RAW DATA.
--- START ---
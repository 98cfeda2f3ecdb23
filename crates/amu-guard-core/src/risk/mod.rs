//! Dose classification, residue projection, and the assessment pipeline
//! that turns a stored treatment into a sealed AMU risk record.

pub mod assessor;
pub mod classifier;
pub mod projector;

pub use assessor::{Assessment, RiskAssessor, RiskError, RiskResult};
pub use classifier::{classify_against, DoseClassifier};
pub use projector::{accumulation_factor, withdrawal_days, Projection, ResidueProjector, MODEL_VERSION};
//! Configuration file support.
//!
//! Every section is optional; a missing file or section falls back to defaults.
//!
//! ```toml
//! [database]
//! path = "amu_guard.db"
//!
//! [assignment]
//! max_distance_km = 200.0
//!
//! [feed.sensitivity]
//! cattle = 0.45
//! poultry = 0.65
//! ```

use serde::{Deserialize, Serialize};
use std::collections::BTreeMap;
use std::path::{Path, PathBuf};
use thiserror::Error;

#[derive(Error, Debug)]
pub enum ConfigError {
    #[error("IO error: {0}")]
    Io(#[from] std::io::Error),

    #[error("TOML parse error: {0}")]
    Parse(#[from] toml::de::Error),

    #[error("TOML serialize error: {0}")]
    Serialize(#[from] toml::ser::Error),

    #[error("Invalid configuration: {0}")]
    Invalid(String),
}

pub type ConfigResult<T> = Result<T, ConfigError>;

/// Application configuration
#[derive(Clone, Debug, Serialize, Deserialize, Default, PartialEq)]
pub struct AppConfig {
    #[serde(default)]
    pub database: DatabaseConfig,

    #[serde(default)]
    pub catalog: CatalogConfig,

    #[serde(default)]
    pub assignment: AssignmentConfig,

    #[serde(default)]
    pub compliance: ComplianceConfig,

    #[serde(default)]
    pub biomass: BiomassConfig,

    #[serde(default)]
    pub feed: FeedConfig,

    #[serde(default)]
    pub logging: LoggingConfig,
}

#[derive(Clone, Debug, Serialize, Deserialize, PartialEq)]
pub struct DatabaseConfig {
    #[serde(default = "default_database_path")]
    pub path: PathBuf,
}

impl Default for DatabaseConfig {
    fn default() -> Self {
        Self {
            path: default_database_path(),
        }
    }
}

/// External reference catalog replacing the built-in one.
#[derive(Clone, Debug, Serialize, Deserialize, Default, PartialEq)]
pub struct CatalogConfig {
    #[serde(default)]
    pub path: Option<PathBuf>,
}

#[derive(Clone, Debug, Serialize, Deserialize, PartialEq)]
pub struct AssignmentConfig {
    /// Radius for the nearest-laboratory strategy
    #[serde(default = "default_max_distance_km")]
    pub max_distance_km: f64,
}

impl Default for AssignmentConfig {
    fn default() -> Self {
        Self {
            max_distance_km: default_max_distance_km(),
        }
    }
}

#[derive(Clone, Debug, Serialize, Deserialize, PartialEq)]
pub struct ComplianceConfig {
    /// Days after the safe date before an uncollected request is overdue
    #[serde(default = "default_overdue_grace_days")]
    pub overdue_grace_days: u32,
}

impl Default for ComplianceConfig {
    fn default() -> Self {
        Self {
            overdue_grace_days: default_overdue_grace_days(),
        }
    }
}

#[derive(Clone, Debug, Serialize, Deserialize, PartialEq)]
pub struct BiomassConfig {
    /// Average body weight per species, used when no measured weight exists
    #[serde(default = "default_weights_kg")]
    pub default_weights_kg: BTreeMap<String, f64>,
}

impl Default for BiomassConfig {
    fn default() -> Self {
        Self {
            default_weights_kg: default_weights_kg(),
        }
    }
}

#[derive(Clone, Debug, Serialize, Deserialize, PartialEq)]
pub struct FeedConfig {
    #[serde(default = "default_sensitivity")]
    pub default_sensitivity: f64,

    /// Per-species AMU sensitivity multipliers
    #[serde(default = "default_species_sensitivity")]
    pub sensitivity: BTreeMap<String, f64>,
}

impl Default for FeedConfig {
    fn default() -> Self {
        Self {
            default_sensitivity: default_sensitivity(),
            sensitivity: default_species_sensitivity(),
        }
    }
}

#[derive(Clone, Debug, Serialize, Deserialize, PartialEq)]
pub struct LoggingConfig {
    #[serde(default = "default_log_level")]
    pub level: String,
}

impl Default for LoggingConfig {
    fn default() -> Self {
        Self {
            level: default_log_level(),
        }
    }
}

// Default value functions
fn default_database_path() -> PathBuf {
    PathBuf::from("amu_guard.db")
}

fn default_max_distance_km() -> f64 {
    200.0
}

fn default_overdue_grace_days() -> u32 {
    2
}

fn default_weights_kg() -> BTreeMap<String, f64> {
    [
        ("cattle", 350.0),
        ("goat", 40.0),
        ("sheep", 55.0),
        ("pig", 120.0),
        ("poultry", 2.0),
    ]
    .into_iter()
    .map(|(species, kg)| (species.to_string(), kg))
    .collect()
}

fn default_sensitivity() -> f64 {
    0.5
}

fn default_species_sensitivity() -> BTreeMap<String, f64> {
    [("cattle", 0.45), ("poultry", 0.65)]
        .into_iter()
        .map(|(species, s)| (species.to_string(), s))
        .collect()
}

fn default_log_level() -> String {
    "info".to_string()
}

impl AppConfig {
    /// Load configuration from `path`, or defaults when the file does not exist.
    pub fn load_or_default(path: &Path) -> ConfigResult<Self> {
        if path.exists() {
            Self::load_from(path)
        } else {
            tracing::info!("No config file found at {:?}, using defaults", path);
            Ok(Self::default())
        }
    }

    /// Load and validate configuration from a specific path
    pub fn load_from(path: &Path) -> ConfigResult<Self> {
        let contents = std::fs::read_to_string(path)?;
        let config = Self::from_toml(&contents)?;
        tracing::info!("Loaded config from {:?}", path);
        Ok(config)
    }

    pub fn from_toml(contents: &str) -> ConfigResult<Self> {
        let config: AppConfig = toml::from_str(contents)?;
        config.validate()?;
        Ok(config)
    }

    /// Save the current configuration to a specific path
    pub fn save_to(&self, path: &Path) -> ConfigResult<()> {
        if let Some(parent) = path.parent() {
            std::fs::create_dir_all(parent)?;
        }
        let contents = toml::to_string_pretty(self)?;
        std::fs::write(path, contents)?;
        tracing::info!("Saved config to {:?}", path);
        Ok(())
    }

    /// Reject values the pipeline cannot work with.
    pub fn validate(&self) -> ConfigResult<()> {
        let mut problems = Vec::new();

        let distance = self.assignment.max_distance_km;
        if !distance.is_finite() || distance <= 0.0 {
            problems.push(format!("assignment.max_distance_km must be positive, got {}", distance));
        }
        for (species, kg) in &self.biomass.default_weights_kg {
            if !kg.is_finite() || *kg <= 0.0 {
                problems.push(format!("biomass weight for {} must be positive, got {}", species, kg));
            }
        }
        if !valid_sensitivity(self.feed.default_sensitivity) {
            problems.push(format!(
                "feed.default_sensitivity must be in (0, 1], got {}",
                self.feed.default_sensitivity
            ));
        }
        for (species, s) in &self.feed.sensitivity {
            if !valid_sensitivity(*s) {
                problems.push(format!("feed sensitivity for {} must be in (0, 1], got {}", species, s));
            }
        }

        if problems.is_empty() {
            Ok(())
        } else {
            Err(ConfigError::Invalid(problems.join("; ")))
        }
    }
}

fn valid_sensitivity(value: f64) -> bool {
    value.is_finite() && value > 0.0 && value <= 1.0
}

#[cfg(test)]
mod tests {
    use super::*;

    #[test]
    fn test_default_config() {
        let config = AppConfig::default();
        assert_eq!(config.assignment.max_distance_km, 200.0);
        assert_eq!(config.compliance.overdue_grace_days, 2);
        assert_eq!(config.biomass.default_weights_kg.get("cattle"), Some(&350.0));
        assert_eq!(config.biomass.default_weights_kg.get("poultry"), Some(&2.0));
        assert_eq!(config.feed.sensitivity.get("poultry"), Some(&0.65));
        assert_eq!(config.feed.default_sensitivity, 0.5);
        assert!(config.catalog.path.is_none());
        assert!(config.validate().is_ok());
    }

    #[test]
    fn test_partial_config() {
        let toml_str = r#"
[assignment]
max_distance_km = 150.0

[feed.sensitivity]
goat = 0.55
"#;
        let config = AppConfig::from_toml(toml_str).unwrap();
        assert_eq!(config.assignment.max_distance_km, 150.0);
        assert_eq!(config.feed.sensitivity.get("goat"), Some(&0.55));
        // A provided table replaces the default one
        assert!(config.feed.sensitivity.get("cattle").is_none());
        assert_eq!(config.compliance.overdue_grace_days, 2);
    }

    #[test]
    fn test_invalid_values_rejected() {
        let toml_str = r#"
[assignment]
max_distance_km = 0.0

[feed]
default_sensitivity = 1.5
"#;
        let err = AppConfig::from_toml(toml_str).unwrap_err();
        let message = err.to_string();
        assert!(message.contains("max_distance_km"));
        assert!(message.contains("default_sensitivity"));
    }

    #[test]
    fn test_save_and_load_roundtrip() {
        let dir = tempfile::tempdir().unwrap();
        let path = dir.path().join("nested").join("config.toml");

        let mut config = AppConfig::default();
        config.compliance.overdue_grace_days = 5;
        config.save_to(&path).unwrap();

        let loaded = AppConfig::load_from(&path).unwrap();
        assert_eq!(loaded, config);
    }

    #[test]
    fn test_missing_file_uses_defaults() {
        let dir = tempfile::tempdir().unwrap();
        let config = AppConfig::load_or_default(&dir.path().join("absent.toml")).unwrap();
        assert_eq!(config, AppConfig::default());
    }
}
--- END ---
--- START ---
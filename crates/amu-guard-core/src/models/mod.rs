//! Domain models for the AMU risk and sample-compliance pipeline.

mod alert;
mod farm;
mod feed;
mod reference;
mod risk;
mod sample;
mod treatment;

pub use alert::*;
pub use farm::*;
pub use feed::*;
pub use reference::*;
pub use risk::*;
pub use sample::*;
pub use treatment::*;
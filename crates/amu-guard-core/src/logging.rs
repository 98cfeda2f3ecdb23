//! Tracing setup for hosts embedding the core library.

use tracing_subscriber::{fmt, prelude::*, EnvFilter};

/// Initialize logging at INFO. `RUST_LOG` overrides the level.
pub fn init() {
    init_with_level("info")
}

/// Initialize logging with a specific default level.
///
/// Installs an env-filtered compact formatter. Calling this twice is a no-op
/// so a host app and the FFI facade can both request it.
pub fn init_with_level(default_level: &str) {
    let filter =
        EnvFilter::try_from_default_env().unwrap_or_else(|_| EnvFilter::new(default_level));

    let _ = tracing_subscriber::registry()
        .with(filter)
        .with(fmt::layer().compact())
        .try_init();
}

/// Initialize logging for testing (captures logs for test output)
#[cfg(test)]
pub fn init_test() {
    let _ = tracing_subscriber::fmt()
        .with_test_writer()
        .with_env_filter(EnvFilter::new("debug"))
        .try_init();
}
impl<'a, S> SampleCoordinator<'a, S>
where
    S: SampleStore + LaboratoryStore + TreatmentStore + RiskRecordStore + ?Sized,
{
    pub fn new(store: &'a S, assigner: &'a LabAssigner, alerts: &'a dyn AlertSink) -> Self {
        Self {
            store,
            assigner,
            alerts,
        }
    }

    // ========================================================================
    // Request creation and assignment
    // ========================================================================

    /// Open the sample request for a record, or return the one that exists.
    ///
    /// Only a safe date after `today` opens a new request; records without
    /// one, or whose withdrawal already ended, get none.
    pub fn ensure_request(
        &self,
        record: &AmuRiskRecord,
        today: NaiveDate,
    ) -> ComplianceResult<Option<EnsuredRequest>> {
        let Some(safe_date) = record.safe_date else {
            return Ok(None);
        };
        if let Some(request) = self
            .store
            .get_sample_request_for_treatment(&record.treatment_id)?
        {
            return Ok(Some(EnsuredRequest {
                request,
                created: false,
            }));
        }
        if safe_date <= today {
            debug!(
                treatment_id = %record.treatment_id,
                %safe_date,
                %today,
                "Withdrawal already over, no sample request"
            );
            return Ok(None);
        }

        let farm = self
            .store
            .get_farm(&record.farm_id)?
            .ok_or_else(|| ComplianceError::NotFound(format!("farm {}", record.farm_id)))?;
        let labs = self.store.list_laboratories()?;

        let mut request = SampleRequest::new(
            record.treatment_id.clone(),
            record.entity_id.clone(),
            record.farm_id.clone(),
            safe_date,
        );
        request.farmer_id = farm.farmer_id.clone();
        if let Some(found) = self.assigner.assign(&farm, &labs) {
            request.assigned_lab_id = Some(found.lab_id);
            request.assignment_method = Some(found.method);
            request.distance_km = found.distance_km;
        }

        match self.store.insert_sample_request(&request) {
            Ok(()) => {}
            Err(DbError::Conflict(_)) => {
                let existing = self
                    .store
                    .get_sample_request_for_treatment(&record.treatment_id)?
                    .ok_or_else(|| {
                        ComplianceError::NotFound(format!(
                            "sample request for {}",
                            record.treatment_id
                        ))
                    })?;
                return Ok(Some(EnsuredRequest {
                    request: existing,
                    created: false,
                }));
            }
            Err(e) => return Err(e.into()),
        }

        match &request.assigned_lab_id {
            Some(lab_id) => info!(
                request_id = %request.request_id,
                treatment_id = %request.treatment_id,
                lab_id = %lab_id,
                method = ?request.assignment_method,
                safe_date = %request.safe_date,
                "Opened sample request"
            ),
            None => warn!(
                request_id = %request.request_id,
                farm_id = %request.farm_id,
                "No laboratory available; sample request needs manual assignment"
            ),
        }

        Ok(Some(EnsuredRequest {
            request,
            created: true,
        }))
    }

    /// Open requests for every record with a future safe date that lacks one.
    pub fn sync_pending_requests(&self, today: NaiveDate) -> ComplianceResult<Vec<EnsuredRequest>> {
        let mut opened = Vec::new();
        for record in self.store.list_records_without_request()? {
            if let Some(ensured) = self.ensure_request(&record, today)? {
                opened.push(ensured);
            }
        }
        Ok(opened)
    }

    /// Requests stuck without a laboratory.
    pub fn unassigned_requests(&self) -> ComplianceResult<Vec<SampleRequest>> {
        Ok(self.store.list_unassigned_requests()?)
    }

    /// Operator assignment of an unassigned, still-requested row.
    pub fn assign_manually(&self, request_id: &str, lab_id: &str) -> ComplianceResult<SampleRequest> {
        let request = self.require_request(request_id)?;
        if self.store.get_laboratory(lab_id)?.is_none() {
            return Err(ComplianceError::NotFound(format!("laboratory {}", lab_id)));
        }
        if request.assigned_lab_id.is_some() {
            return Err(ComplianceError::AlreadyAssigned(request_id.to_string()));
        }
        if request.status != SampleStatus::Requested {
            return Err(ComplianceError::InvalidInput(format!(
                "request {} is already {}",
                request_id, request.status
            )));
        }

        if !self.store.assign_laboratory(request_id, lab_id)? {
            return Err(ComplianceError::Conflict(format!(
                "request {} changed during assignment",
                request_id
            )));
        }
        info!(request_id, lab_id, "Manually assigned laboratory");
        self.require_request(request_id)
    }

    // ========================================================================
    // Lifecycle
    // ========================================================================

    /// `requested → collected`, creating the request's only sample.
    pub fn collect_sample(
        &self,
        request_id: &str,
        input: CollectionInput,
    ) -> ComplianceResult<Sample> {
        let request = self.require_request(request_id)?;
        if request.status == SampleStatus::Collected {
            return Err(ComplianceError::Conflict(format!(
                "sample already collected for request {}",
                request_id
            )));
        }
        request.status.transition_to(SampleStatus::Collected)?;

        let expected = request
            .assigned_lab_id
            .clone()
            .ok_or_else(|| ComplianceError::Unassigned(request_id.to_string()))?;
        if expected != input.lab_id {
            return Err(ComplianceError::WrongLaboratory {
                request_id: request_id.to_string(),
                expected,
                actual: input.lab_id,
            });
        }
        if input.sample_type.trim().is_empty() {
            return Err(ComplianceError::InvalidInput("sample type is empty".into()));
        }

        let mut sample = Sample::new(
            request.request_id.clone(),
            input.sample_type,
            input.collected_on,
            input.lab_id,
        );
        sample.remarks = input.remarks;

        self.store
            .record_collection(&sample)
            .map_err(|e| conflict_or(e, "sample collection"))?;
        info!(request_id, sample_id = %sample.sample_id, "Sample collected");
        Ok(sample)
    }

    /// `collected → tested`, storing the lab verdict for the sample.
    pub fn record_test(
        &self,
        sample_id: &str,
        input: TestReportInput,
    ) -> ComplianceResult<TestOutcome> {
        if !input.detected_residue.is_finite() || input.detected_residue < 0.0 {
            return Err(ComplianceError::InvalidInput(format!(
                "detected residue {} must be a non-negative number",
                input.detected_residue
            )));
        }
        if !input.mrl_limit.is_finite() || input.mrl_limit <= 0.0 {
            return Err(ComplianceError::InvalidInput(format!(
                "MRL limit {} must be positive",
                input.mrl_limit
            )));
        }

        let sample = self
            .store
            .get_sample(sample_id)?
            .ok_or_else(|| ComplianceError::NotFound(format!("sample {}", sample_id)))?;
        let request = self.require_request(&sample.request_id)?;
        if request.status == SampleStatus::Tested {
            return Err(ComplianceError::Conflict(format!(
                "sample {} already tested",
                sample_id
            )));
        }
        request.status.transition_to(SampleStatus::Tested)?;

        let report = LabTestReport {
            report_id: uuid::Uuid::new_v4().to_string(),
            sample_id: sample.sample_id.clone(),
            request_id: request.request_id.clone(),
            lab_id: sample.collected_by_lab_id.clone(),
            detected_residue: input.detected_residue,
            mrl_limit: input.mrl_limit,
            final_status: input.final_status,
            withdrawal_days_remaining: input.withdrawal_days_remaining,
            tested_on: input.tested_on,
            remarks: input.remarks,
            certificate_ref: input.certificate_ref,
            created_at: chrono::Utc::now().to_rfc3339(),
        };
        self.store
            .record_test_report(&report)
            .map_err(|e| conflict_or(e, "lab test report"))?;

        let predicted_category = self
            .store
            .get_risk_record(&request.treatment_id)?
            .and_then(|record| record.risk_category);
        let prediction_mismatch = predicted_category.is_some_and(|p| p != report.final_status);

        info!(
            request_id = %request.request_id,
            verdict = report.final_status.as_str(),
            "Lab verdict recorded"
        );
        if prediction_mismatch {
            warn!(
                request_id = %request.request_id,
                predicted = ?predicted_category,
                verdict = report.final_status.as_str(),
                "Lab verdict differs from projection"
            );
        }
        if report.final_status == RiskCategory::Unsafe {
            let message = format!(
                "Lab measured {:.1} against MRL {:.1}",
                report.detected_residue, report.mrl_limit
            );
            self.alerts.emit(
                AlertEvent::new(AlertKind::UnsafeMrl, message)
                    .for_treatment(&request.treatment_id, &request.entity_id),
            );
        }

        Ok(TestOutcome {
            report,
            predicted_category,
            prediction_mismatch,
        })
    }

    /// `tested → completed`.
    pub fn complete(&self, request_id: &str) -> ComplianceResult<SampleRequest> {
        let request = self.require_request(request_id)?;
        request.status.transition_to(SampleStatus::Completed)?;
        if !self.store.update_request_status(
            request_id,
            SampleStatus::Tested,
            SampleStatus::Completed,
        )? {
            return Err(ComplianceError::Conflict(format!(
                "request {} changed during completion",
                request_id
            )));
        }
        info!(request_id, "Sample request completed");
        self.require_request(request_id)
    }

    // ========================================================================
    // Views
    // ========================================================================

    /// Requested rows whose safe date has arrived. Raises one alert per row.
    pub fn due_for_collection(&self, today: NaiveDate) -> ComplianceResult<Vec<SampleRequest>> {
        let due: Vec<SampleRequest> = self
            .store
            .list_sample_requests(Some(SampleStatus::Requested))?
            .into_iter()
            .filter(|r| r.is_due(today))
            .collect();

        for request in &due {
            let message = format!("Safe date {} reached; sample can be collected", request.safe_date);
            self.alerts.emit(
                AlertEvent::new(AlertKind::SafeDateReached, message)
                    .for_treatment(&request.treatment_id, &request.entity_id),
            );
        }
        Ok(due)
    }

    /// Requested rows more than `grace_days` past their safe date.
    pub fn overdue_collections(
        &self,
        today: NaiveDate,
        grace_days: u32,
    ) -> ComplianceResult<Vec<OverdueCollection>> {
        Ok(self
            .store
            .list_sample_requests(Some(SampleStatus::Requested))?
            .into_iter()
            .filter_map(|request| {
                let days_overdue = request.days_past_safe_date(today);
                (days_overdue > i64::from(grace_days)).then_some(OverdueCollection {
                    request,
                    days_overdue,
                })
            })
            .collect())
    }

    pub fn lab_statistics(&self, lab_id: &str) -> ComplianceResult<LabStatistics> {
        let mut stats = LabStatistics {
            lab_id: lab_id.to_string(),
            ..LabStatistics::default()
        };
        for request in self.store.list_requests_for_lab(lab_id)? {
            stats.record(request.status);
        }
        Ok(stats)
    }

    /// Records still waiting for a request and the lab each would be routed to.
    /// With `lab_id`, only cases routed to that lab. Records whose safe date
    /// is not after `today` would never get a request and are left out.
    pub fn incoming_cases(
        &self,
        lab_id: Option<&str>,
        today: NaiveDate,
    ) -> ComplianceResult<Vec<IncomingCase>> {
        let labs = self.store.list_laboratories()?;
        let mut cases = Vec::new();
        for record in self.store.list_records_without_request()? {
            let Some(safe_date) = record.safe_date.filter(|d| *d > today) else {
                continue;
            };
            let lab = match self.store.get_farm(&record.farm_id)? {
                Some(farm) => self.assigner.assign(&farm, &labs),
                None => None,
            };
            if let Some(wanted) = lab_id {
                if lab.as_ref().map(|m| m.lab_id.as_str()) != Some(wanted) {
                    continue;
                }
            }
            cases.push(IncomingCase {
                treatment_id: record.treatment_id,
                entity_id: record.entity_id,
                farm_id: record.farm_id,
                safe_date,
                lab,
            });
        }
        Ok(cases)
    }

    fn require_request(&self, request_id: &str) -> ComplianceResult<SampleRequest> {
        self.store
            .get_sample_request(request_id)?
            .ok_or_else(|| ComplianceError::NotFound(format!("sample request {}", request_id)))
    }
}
--- END ---
YOUR OBJECTIVE. Write out exactly the lines that fall from the line with "if !input.mrl_limit.is_finite() ||" to the line with "let sample = self" in the records above, keeping both ends.

TASK RESPONSE.
        if !input.mrl_limit.is_finite() || input.mrl_limit <= 0.0 {
            return Err(ComplianceError::InvalidInput(format!(
                "MRL limit {} must be positive",
                input.mrl_limit
            )));
        }

        let sample = self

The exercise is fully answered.